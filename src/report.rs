//! Performance report over a trade ledger
//!
//! Overall metrics plus breakdowns by strategy, tier and regime, and a few
//! tuning hints against baseline targets.

use chrono::NaiveDateTime;
use itertools::Itertools;
use ordered_float::OrderedFloat;
use serde::Serialize;
use std::collections::BTreeMap;
use std::fmt::Write as _;

use crate::ledger::TradeRecord;

pub const PF_TARGET: f64 = 1.5;
pub const WIN_RATE_TARGET_MIN: f64 = 0.45;
pub const WIN_RATE_TARGET_MAX: f64 = 0.60;
pub const WL_TARGET: f64 = 1.8;
pub const MIN_TRADES_PER_HOUR: f64 = 3.0;
pub const MAX_TRADES_PER_HOUR: f64 = 10.0;

#[derive(Debug, Clone, Default, PartialEq, Serialize)]
pub struct TradeMetrics {
    pub total_trades: usize,
    pub winning_trades: usize,
    pub losing_trades: usize,
    /// Fraction of trades with positive net PnL
    pub win_rate: f64,
    pub net_pnl: f64,
    pub gross_pnl: f64,
    pub friction: f64,
    pub profit_factor: f64,
    pub avg_win_pct: f64,
    pub avg_loss_pct: f64,
    pub wl_ratio: f64,
    /// Largest peak-to-trough fall of cumulative net PnL (quote currency, <= 0)
    pub max_drawdown: f64,
    pub max_drawdown_pct: f64,
}

/// Metrics over a set of closed trades. Drawdown is relative to `initial_capital`.
pub fn calculate_metrics(records: &[TradeRecord], initial_capital: f64) -> TradeMetrics {
    if records.is_empty() {
        return TradeMetrics::default();
    }

    let (wins, losses): (Vec<&TradeRecord>, Vec<&TradeRecord>) =
        records.iter().partition(|r| r.net_pnl_pct > 0.0);

    let gross_profit: f64 = wins.iter().map(|r| r.net_pnl_value()).sum();
    let gross_loss: f64 = losses.iter().map(|r| r.net_pnl_value()).sum::<f64>().abs();
    let profit_factor = if gross_loss > 0.0 {
        gross_profit / gross_loss
    } else if gross_profit > 0.0 {
        f64::INFINITY
    } else {
        0.0
    };

    let mean_pct = |trades: &[&TradeRecord]| {
        if trades.is_empty() {
            0.0
        } else {
            trades.iter().map(|r| r.net_pnl_pct).sum::<f64>() / trades.len() as f64
        }
    };
    let avg_win_pct = mean_pct(&wins);
    let avg_loss_pct = mean_pct(&losses);
    let wl_ratio = if avg_loss_pct != 0.0 {
        (avg_win_pct / avg_loss_pct).abs()
    } else {
        f64::INFINITY
    };

    let mut cumulative = 0.0;
    let mut peak = 0.0_f64;
    let mut max_drawdown = 0.0_f64;
    for record in records.iter().sorted_by_key(|r| r.timestamp) {
        cumulative += record.net_pnl_value();
        peak = peak.max(cumulative);
        max_drawdown = max_drawdown.min(cumulative - peak);
    }
    let max_drawdown_pct = if initial_capital > 0.0 {
        max_drawdown / initial_capital
    } else {
        0.0
    };

    TradeMetrics {
        total_trades: records.len(),
        winning_trades: wins.len(),
        losing_trades: losses.len(),
        win_rate: wins.len() as f64 / records.len() as f64,
        net_pnl: records.iter().map(TradeRecord::net_pnl_value).sum(),
        gross_pnl: records.iter().map(TradeRecord::gross_pnl_value).sum(),
        friction: records.iter().map(|r| r.fees_slippage.to_f64()).sum(),
        profit_factor,
        avg_win_pct,
        avg_loss_pct,
        wl_ratio,
        max_drawdown,
        max_drawdown_pct,
    }
}

fn group_metrics<F>(records: &[TradeRecord], initial_capital: f64, key: F) -> BTreeMap<String, TradeMetrics>
where
    F: Fn(&TradeRecord) -> String,
{
    records
        .iter()
        .cloned()
        .into_group_map_by(key)
        .into_iter()
        .map(|(k, group)| (k, calculate_metrics(&group, initial_capital)))
        .collect()
}

#[derive(Debug, Clone, Serialize)]
pub struct PerformanceReport {
    pub label: String,
    pub start: Option<NaiveDateTime>,
    pub duration_hours: f64,
    pub overall: TradeMetrics,
    pub by_strategy: BTreeMap<String, TradeMetrics>,
    pub by_tier: BTreeMap<String, TradeMetrics>,
    pub by_regime: BTreeMap<String, TradeMetrics>,
}

impl PerformanceReport {
    pub fn from_records(label: impl Into<String>, records: &[TradeRecord], initial_capital: f64) -> Self {
        let start = records.iter().map(|r| r.timestamp).min();
        let end = records.iter().map(|r| r.timestamp).max();
        let duration_hours = match (start, end) {
            (Some(s), Some(e)) => ((e - s).num_seconds() as f64 / 3600.0).max(0.1),
            _ => 0.0,
        };

        Self {
            label: label.into(),
            start,
            duration_hours,
            overall: calculate_metrics(records, initial_capital),
            by_strategy: group_metrics(records, initial_capital, |r| r.strategy.clone()),
            by_tier: group_metrics(records, initial_capital, |r| r.tier.to_string()),
            by_regime: group_metrics(records, initial_capital, |r| r.regime.to_string()),
        }
    }

    /// Best strategy by net PnL, if any traded
    pub fn best_strategy(&self) -> Option<(&str, &TradeMetrics)> {
        self.by_strategy
            .iter()
            .max_by_key(|(_, m)| OrderedFloat(m.net_pnl))
            .map(|(k, m)| (k.as_str(), m))
    }

    pub fn tuning_advice(&self) -> Vec<String> {
        let m = &self.overall;
        if m.total_trades == 0 {
            return vec!["No trades.".to_string()];
        }

        let mut advice = Vec::new();
        let per_hour = if self.duration_hours > 0.0 {
            m.total_trades as f64 / self.duration_hours
        } else {
            0.0
        };
        if per_hour < MIN_TRADES_PER_HOUR {
            advice.push(format!(
                "Low signal frequency ({:.1}/h < {}). Relax entry conditions or the universe filter.",
                per_hour, MIN_TRADES_PER_HOUR
            ));
        } else if per_hour > MAX_TRADES_PER_HOUR {
            advice.push(format!(
                "High signal frequency ({:.1}/h > {}). Tighten scanner or strategy filters.",
                per_hour, MAX_TRADES_PER_HOUR
            ));
        } else {
            advice.push("Signal frequency OK.".to_string());
        }

        if m.profit_factor < PF_TARGET {
            advice.push(format!("PF low ({:.2} < {}).", m.profit_factor, PF_TARGET));
            if m.wl_ratio < WL_TARGET {
                advice.push(" -> W/L ratio is poor. Tighten the stop or widen the target.".to_string());
            }
            if m.win_rate < WIN_RATE_TARGET_MIN {
                advice.push(" -> Win rate is poor. Filter entries more strictly.".to_string());
            }
        } else if m.win_rate > WIN_RATE_TARGET_MAX && m.wl_ratio < 1.0 {
            advice.push("High win rate but low payoff. Let profits run.".to_string());
        }
        advice
    }

    pub fn render(&self) -> String {
        let mut out = String::new();
        let rule = "-".repeat(40);
        let _ = writeln!(out, "=== VOLT-X Performance Report ({}) ===", self.label);
        match self.start {
            Some(start) => {
                let _ = writeln!(out, "Duration: {:.1} hours | Start: {}", self.duration_hours, start);
            }
            None => {
                let _ = writeln!(out, "No trades recorded.");
            }
        }
        let _ = writeln!(out, "{}", rule);
        out.push_str(&format_metrics(&self.overall, "OVERALL"));
        let _ = writeln!(out, "{}", rule);

        let _ = writeln!(out, ">>> BY STRATEGY");
        for (k, m) in &self.by_strategy {
            out.push_str(&format_metrics(m, k));
        }
        let _ = writeln!(out, ">>> BY TIER");
        for (k, m) in &self.by_tier {
            out.push_str(&format_metrics(m, k));
        }
        let _ = writeln!(out, ">>> BY REGIME");
        for (k, m) in &self.by_regime {
            out.push_str(&format_metrics(m, k));
        }

        let _ = writeln!(out, "{}", rule);
        let _ = writeln!(out, "=== KEY SUMMARY & TUNING ADVICE ===");
        for line in self.tuning_advice() {
            let _ = writeln!(out, "- {}", line);
        }
        out
    }
}

pub fn format_metrics(m: &TradeMetrics, label: &str) -> String {
    if m.total_trades == 0 {
        return format!("[{}] No trades.\n", label);
    }
    format!(
        "[{}]\n  Trades: {} | Win Rate: {:.1}%\n  Net PnL: {:.0} KRW | Friction: {:.0} KRW | PF: {:.2}\n  Avg Win: {:.2}% | Avg Loss: {:.2}% | W/L: {:.2}\n  Max DD: {:.0} KRW ({:.2}%)\n",
        label,
        m.total_trades,
        m.win_rate * 100.0,
        m.net_pnl,
        m.friction,
        m.profit_factor,
        m.avg_win_pct * 100.0,
        m.avg_loss_pct * 100.0,
        m.wl_ratio,
        m.max_drawdown,
        m.max_drawdown_pct * 100.0
    )
}

#[cfg(test)]
mod tests {
    use super::*;
    use crate::{Money, RegimeType, Tier};
    use approx::assert_relative_eq;
    use chrono::NaiveDate;

    fn trade(minute: u32, strategy: &str, regime: RegimeType, net: f64) -> TradeRecord {
        TradeRecord {
            timestamp: NaiveDate::from_ymd_opt(2024, 5, 2)
                .unwrap()
                .and_hms_opt(10, minute, 0)
                .unwrap(),
            symbol: "KRW-ETH".to_string(),
            strategy: strategy.to_string(),
            tier: Tier::L1,
            regime,
            side: "long".to_string(),
            size: Money::from_f64(100_000.0),
            entry_price: 100.0,
            exit_price: 100.0 * (1.0 + net),
            gross_pnl_pct: net + 0.0015,
            net_pnl_pct: net,
            fees_slippage: Money::from_f64(150.0),
            reason: String::new(),
        }
    }

    fn sample() -> Vec<TradeRecord> {
        vec![
            trade(0, "VOLTX_DIP", RegimeType::Flat, 0.05),
            trade(10, "VOLTX_DIP", RegimeType::Flat, -0.02),
            trade(20, "VOLTX_VBS", RegimeType::Bull, -0.01),
            trade(30, "VOLTX_VBS", RegimeType::Bull, 0.03),
        ]
    }

    #[test]
    fn test_overall_metrics() {
        let m = calculate_metrics(&sample(), 10_000_000.0);
        assert_eq!(m.total_trades, 4);
        assert_eq!(m.winning_trades, 2);
        assert_relative_eq!(m.win_rate, 0.5);
        assert_relative_eq!(m.net_pnl, 5_000.0, epsilon = 1e-6);
        // 8000 profit / 3000 loss
        assert_relative_eq!(m.profit_factor, 8.0 / 3.0, epsilon = 1e-9);
        assert_relative_eq!(m.avg_win_pct, 0.04, epsilon = 1e-12);
        assert_relative_eq!(m.avg_loss_pct, -0.015, epsilon = 1e-12);
        assert_relative_eq!(m.wl_ratio, 0.04 / 0.015, epsilon = 1e-9);
        assert_relative_eq!(m.friction, 600.0, epsilon = 1e-9);
        // 5000 -> 3000 -> 2000
        assert_relative_eq!(m.max_drawdown, -3_000.0, epsilon = 1e-6);
    }

    #[test]
    fn test_no_losses_profit_factor_is_infinite() {
        let m = calculate_metrics(&sample()[..1], 10_000_000.0);
        assert!(m.profit_factor.is_infinite());
        assert!(m.wl_ratio.is_infinite());
        assert_eq!(m.max_drawdown, 0.0);
    }

    #[test]
    fn test_breakdowns() {
        let report = PerformanceReport::from_records("test", &sample(), 10_000_000.0);
        assert_eq!(report.by_strategy.len(), 2);
        assert_eq!(report.by_strategy["VOLTX_DIP"].total_trades, 2);
        assert_eq!(report.by_regime["BULL"].total_trades, 2);
        assert_eq!(report.by_tier["L1"].total_trades, 4);
        assert_relative_eq!(report.duration_hours, 0.5);
        assert_eq!(report.best_strategy().unwrap().0, "VOLTX_DIP");

        let text = report.render();
        assert!(text.contains("=== VOLT-X Performance Report (test) ==="));
        assert!(text.contains("[VOLTX_VBS]"));
        assert!(text.contains(">>> BY REGIME"));
    }

    #[test]
    fn test_empty_report() {
        let report = PerformanceReport::from_records("empty", &[], 10_000_000.0);
        assert_eq!(report.overall, TradeMetrics::default());
        assert_eq!(report.tuning_advice(), vec!["No trades.".to_string()]);
        assert!(report.render().contains("[OVERALL] No trades."));
    }
}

------------------------------------

WHAT THIS TASK INVOLVES -> Return exactly, and only, the lines from the start of the listing through the line with "Metrics over a".

WRITTEN RESPONSE ->
filename src/report.rs
//! Performance report over a trade ledger
//!
//! Overall metrics plus breakdowns by strategy, tier and regime, and a few
//! tuning hints against baseline targets.

use chrono::NaiveDateTime;
use itertools::Itertools;
use ordered_float::OrderedFloat;
use serde::Serialize;
use std::collections::BTreeMap;
use std::fmt::Write as _;

use crate::ledger::TradeRecord;

pub const PF_TARGET: f64 = 1.5;
pub const WIN_RATE_TARGET_MIN: f64 = 0.45;
pub const WIN_RATE_TARGET_MAX: f64 = 0.60;
pub const WL_TARGET: f64 = 1.8;
pub const MIN_TRADES_PER_HOUR: f64 = 3.0;
pub const MAX_TRADES_PER_HOUR: f64 = 10.0;

#[derive(Debug, Clone, Default, PartialEq, Serialize)]
pub struct TradeMetrics {
    pub total_trades: usize,
    pub winning_trades: usize,
    pub losing_trades: usize,
    /// Fraction of trades with positive net PnL
    pub win_rate: f64,
    pub net_pnl: f64,
    pub gross_pnl: f64,
    pub friction: f64,
    pub profit_factor: f64,
    pub avg_win_pct: f64,
    pub avg_loss_pct: f64,
    pub wl_ratio: f64,
    /// Largest peak-to-trough fall of cumulative net PnL (quote currency, <= 0)
    pub max_drawdown: f64,
    pub max_drawdown_pct: f64,
}

/// Metrics over a set of closed trades. Drawdown is relative to `initial_capital`.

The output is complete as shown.